Nutrition of Bananas vs. Dehydrated Bananas
With a per capita consumption rate that exceeds that of apples and grapes combined, bananas have long been America’s favorite fruit. The U.S. Census Bureau estimates that since about 1990, the average American has consumed close to 25 pounds of bananas a year. It’s not surprising that this tropical import has an edge over locally grown fruit – bananas are relatively inexpensive, widely available, super sweet and easy to eat on the go.
Bananas are an excellent source of readily available energy and a good source of several important nutrients. For just over 100 calories, an average-sized fruit provides about 27 grams of carbohydrates, just over 1 gram of protein and less than half a gram of fat. It also supplies 22 percent and 17 percent of the daily value for vitamins B-6 and C, respectively, as well as 12 percent each of the daily values for dietary fiber and potassium. An average-sized banana is one that weighs about 4 ounces or measures between 7 and 8 inches in length, according to the U.S. Department of Agriculture.

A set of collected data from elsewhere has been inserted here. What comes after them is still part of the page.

mod helpers;

use helpers::*;
use ripmarket_backend::error::AppError;
use ripmarket_backend::models::LedgerEntryType;
use ripmarket_backend::repositories::AccountFilter;
use rust_decimal::Decimal;
use uuid::Uuid;

// ============================================================================
// Admin adjustments
// ============================================================================

#[tokio::test]
async fn test_adjust_requires_admin_role() {
    let state = test_state();
    let target = Uuid::new_v4();

    let err = state
        .ledger_service
        .adjust(buyer(), target, dec(100), "goodwill credit")
        .await
        .unwrap_err();
    assert!(matches!(err, AppError::Forbidden(_)));

    let (account, entry) = state
        .ledger_service
        .adjust(admin(), target, dec(100), "goodwill credit")
        .await
        .unwrap();
    assert_eq!(account.available_balance, dec(100));
    assert_eq!(entry.entry_type, LedgerEntryType::Adjustment);
    assert!(entry.actor.is_some());
}

#[tokio::test]
async fn test_adjust_without_reason_is_rejected_before_mutation() {
    let state = test_state();
    let target = Uuid::new_v4();
    seed_balance(&state, target, 1000).await;

    let err = state
        .ledger_service
        .adjust(admin(), target, dec(-100), "")
        .await
        .unwrap_err();
    assert!(matches!(err, AppError::Validation(_)));

    assert_eq!(
        state.balance_repo.find(target).await.unwrap().available_balance,
        dec(1000)
    );
}

#[tokio::test]
async fn test_adjust_never_drives_available_negative() {
    let state = test_state();
    let target = Uuid::new_v4();
    seed_balance(&state, target, 100).await;

    let err = state
        .ledger_service
        .adjust(admin(), target, dec(-500), "chargeback")
        .await
        .unwrap_err();
    assert!(matches!(err, AppError::Validation(_)));
}

// ============================================================================
// Conservation across a full bidding round
// ============================================================================

#[tokio::test]
async fn test_totals_are_conserved_across_bid_and_outbid() {
    let state = test_state();
    let auction = create_active_auction(&state, seller(), 1000, 100, None).await;
    let alice = buyer();
    let bob = buyer();
    seed_balance(&state, alice.user_id, 5000).await;
    seed_balance(&state, bob.user_id, 3000).await;

    place_bid(&state, auction.id, alice.user_id, 1100)
        .await
        .unwrap();
    place_bid(&state, auction.id, bob.user_id, 1200)
        .await
        .unwrap();
    place_bid(&state, auction.id, alice.user_id, 1400)
        .await
        .unwrap();

    // Holds move money between buckets, never create or destroy it
    let alice_acct = state.balance_repo.find(alice.user_id).await.unwrap();
    assert_eq!(alice_acct.total(), dec(5000));
    let bob_acct = state.balance_repo.find(bob.user_id).await.unwrap();
    assert_eq!(bob_acct.total(), dec(3000));

    let stats = state.balance_repo.stats().await;
    assert_eq!(stats.total_available + stats.total_blocked, dec(8000));
    assert_eq!(stats.total_blocked, dec(1400));
}

#[tokio::test]
async fn test_ledger_entries_carry_before_after_snapshots() {
    let state = test_state();
    let auction = create_active_auction(&state, seller(), 1000, 100, None).await;
    let alice = buyer();
    seed_balance(&state, alice.user_id, 5000).await;
    place_bid(&state, auction.id, alice.user_id, 1100)
        .await
        .unwrap();

    let entries = state
        .ledger_service
        .entries(admin(), alice.user_id, 50)
        .await
        .unwrap();
    // Seed adjustment plus the hold
    assert_eq!(entries.len(), 2);

    let hold = entries
        .iter()
        .find(|e| e.entry_type == LedgerEntryType::Hold)
        .expect("hold entry present");
    assert_eq!(hold.available_before, dec(5000));
    assert_eq!(hold.available_after, dec(3900));
    assert_eq!(hold.blocked_before, Decimal::ZERO);
    assert_eq!(hold.blocked_after, dec(1100));
    assert_eq!(hold.auction_id, Some(auction.id));
}

// ============================================================================
// Admin views & access control
// ============================================================================

#[tokio::test]
async fn test_ledger_views_are_admin_gated() {
    let state = test_state();
    let alice = buyer();
    seed_balance(&state, alice.user_id, 1000).await;

    assert!(matches!(
        state.ledger_service.stats(buyer()).await.unwrap_err(),
        AppError::Forbidden(_)
    ));
    assert!(matches!(
        state
            .ledger_service
            .get_account(buyer(), alice.user_id)
            .await
            .unwrap_err(),
        AppError::Forbidden(_)
    ));

    // A user may read their own account
    assert!(state
        .ledger_service
        .get_account(alice, alice.user_id)
        .await
        .is_ok());
    assert!(state.ledger_service.stats(admin()).await.is_ok());
}

#[tokio::test]
async fn test_account_listing_filters_and_pages() {
    let state = test_state();
    for _ in 0..3 {
        seed_balance(&state, Uuid::new_v4(), 1000).await;
    }
    let suspended = Uuid::new_v4();
    seed_balance(&state, suspended, 1000).await;
    state
        .ledger_service
        .set_blocked(admin(), suspended, true)
        .await
        .unwrap();

    let (all, total) = state
        .ledger_service
        .list_accounts(admin(), &AccountFilter::default(), 1, 2)
        .await
        .unwrap();
    assert_eq!(total, 4);
    assert_eq!(all.len(), 2);

    let (blocked, total) = state
        .ledger_service
        .list_accounts(
            admin(),
            &AccountFilter {
                is_blocked: Some(true),
                ..Default::default()
            },
            1,
            20,
        )
        .await
        .unwrap();
    assert_eq!(total, 1);
    assert_eq!(blocked[0].user_id, suspended);
}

A fresh banana gets about 75 percent of its weight from water, according to the USDA. The drying process removes about 96 percent of this water content, making dehydrated bananas a far more concentrated source of calories and nutrients than the source fruit. Ounce for ounce, dehydrated bananas are about four times higher in fiber, potassium, carbohydrates, sugar and calories than the fresh variety. They’re only slightly higher in vitamin B-6, however, largely because it’s a water-soluble vitamin. Dehydrated bananas are actually about 20 percent lower in vitamin C, a water-soluble vitamin that’s particularly sensitive to heat.
Serving Size Matters
Like all dried fruit, the standard size for a serving of dehydrated bananas is 1/4 cup. This makes sense, considering that dehydrated bananas are about four times more concentrated by weight as well as by volume. A 1/4-cup serving of dehydrated bananas has about 90 calories, 22 grams of carbohydrates, 1 gram of protein and less than half a gram of fat, according to the USDA. It delivers right around 10 percent each of the daily values for potassium and fiber, but a far less substantial 6 percent of the daily value for vitamin B-6 and a meager 3 percent of the daily value for vitamin C.
Skip the Chips
The primary benefit of consuming dried fruits is that they last far longer than the fresh variety and are, in general, nutritionally comparable as long as portions are limited. It’s important to read product labels, however, to avoid high-calorie products made with added fat and sugar. Dehydrated bananas are typically sold in sliced or in powder form for use in recipes, and the healthiest products contain just one ingredient: dried or dehydrated bananas. Don’t confuse banana “chips” with the unadulterated dried fruit. Such products are typically coated in oil, sugar and artificial flavors. According to the USDA, banana chips are almost six times higher in calories – and 100 times higher in fat – than the fresh fruit.